Removing The Steps Of Disablement
Bless these Muslim youths who, despite the month of Ramadan, selflessly exerted great amount of energy to help my friends and me up and down a flight of steps. Without them, we would have been stranded. Their kindness is commendable. Carrying a wheelchair down a flight of steps with someone sitting on it is no easy feat. One misstep and all would have gone tumbling down.
Nevertheless, this is what wheelchair users have to risk all the time. The environment in Malaysia is very handicapping to people who are mobility impaired. That is the reason why wheelchair users like me call ourselves “disabled persons.” We are disabled by social construct. More than anything else, it is the perception of how things should be that is creating untold inconveniences for us.

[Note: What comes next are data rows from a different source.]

//! Python bindings over numpy arrays. NaN marks a masked cell on both sides.

use crate::config::{LstFillConfig, ProcessingPeriod};
use crate::core::quality::QualityFilter;
use crate::core::smoothing::{SmoothingParams, SpatialSmoother};
use crate::io::region::RegionMask;
use crate::pipeline::LstPipeline;
use crate::types::{Band, Grid, LstError, Observation, Raster, Sensor, TimeSeries};
use chrono::NaiveDate;
use ndarray::{Array2, Array3, Axis};
use numpy::{PyReadonlyArray2, PyReadonlyArray3, ToPyArray};
use pyo3::exceptions::{PyRuntimeError, PyValueError};
use pyo3::prelude::*;
use pyo3::types::PyDict;

fn to_py_err(e: LstError) -> PyErr {
    match e {
        LstError::Config(_) | LstError::ShapeMismatch { .. } | LstError::GridMismatch { .. } => {
            PyValueError::new_err(e.to_string())
        }
        _ => PyRuntimeError::new_err(e.to_string()),
    }
}

fn parse_date(text: &str) -> PyResult<NaiveDate> {
    NaiveDate::parse_from_str(text, "%Y-%m-%d")
        .map_err(|e| PyValueError::new_err(format!("Invalid date '{}': {}", text, e)))
}

fn parse_band(text: &str) -> PyResult<Band> {
    match text.to_lowercase().as_str() {
        "day" => Ok(Band::Day),
        "night" => Ok(Band::Night),
        _ => Err(PyValueError::new_err(format!("Invalid band: {}", text))),
    }
}

/// Quality-code array to boolean acceptance mask
#[pyfunction]
fn quality_mask(py: Python, quality: PyReadonlyArray2<u8>) -> PyResult<PyObject> {
    let mask = QualityFilter::quality_mask(&quality.as_array().to_owned());
    Ok(mask.to_pyarray(py).into())
}

/// Repeated mask-aware box mean
#[pyfunction]
#[pyo3(signature = (values, radius=3, passes=2))]
fn smooth(
    py: Python,
    values: PyReadonlyArray2<f64>,
    radius: usize,
    passes: usize,
) -> PyResult<PyObject> {
    let params = SmoothingParams { radius, passes };
    params.validate().map_err(to_py_err)?;

    let raster = Raster::from_values(values.as_array().to_owned());
    let smoothed = SpatialSmoother::with_params(params)
        .smooth(&raster)
        .map_err(to_py_err)?;
    Ok(smoothed.values().to_pyarray(py).into())
}

/// Gap-fills a stack of merged daily LST digital numbers.
///
/// `values` and `quality` are (n, rows, cols) with one layer per entry of `dates`.
#[pyfunction]
#[pyo3(signature = (dates, values, quality, start, end, band="day", region=None))]
#[allow(clippy::too_many_arguments)]
fn reconstruct(
    py: Python,
    dates: Vec<String>,
    values: PyReadonlyArray3<f64>,
    quality: PyReadonlyArray3<u8>,
    start: &str,
    end: &str,
    band: &str,
    region: Option<PyReadonlyArray2<bool>>,
) -> PyResult<PyObject> {
    let band = parse_band(band)?;
    let values = values.as_array();
    let quality = quality.as_array();
    let (layers, rows, cols) = values.dim();
    if quality.dim() != values.dim() || dates.len() != layers {
        return Err(PyValueError::new_err(format!(
            "Expected {} dates and quality of shape {:?}, got {} and {:?}",
            layers,
            values.dim(),
            dates.len(),
            quality.dim()
        )));
    }

    let mut entries = Vec::with_capacity(layers);
    for (i, date) in dates.iter().enumerate() {
        let raster = Raster::from_values(values.index_axis(Axis(0), i).to_owned());
        let codes = quality.index_axis(Axis(0), i).to_owned();
        let filtered = QualityFilter::apply(&raster, &codes).map_err(to_py_err)?;
        entries.push(Observation::new(parse_date(date)?, band, Sensor::Terra, filtered));
    }
    let series = TimeSeries::new(band, Grid::pixel_grid(rows, cols), entries).map_err(to_py_err)?;

    let region = match region {
        Some(mask) => RegionMask::from_mask(mask.as_array().to_owned()),
        None => RegionMask::full((rows, cols)),
    };
    let config = LstFillConfig {
        period: ProcessingPeriod::new(parse_date(start)?, parse_date(end)?).map_err(to_py_err)?,
        ..LstFillConfig::default()
    };
    let pipeline = LstPipeline::new(config, region).map_err(to_py_err)?;

    let result = py
        .allow_threads(|| pipeline.reconstruct_merged(&series))
        .map_err(to_py_err)?;

    let mut data = Array3::<f64>::from_elem((result.days.len(), rows, cols), f64::NAN);
    for (i, day) in result.days.iter().enumerate() {
        data.index_axis_mut(Axis(0), i).assign(day.raster.values());
    }
    let out_dates: Vec<String> = result.days.iter().map(|d| d.date.to_string()).collect();
    let failures: Vec<(String, String)> = result
        .failures
        .iter()
        .map(|f| (f.date.to_string(), f.reason.clone()))
        .collect();
    let mean: Array2<f64> = result.long_term_mean.values().clone();

    let dict = PyDict::new(py);
    dict.set_item("dates", out_dates)?;
    dict.set_item("data", data.to_pyarray(py))?;
    dict.set_item("long_term_mean", mean.to_pyarray(py))?;
    dict.set_item("product", band.final_product_name())?;
    dict.set_item("failures", failures)?;
    Ok(dict.into())
}

/// Python module definition
#[pymodule]
fn _core(_py: Python, m: &PyModule) -> PyResult<()> {
    m.add_function(wrap_pyfunction!(quality_mask, m)?)?;
    m.add_function(wrap_pyfunction!(smooth, m)?)?;
    m.add_function(wrap_pyfunction!(reconstruct, m)?)?;
    Ok(())
}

On November 10, Bernama quoted Youth and Sports Minister Datuk Azalina Othman Said as saying that the ministry is “aware that presently, not all sports facilities in the country are disabled-friendly’ and that “the cost of hosting KL ’06 (9th FESPIC Games) was high because of the need to provide additional facilities for the disabled.”
This is the often heard misconception that disabled persons require special or extra needs as compared to the non-disabled. Consequently, providing these needs would incur an exorbitant expenditure. This issue is often misunderstood by many, including government officials and even disabled persons themselves. Cost should not be touted as the reason why barrier-free amenities are lacking in Malaysia. The question of additional or extra or special needs should not arise either. This is about basic needs that everyone is entitled to whether they are disabled persons or not.
Take the flight of steps as an example. If a ramp with a gentle gradient is built over it, there is no longer a need to carry me up or down anymore. If one is to argue that building a ramp constitutes a special and extra need, than what does constructing that flight of steps mean? Take away the ramp and people with mobility impairments become disabled. Take away the steps as well and the non-disabled become disabled too because they will be unable to get into the building. In this sense, how can a ramp be considered an additional facility while steps are not?
Steps and ramps are means of accessibility. Access to buildings and all public amenities should be constructed to be functional to everyone. This is very seldom the case though. It is apparent that most of the obstacles disabled persons have been encountering originated from a skewed perception of how things should be. The consequences of this perception in turn prevent disabled persons from participating fully in society.
Just because things have been done the same way for thousands of years do not mean that we must continue doing it the same way now. Nevertheless, architects continue to design buildings with steps but without ramps while local councils continue to turn a blind eye to these blatant omissions.
The Uniform Building By-Law (UBBL) 34A stipulates that disabled persons must be provided with access into public buildings. It states that the requirements “shall be deemed to be satisfied by compliance with Malaysian Standard MS 1184 and MS 1183.” The two standards clearly lay out the design considerations needed to make such amenities safe and functional.
Unfortunately none of the 145 municipalities in Malaysia have fully complied with UBBL 34A. Local authorities appear to be the main stumbling block to making Malaysia barrier-free by refusing to enforce UBBL 34A. In the meantime, disabled persons continue to be disabled and risk their lives traversing over all these man-made obstacles. Why? Because we simply do not have a choice.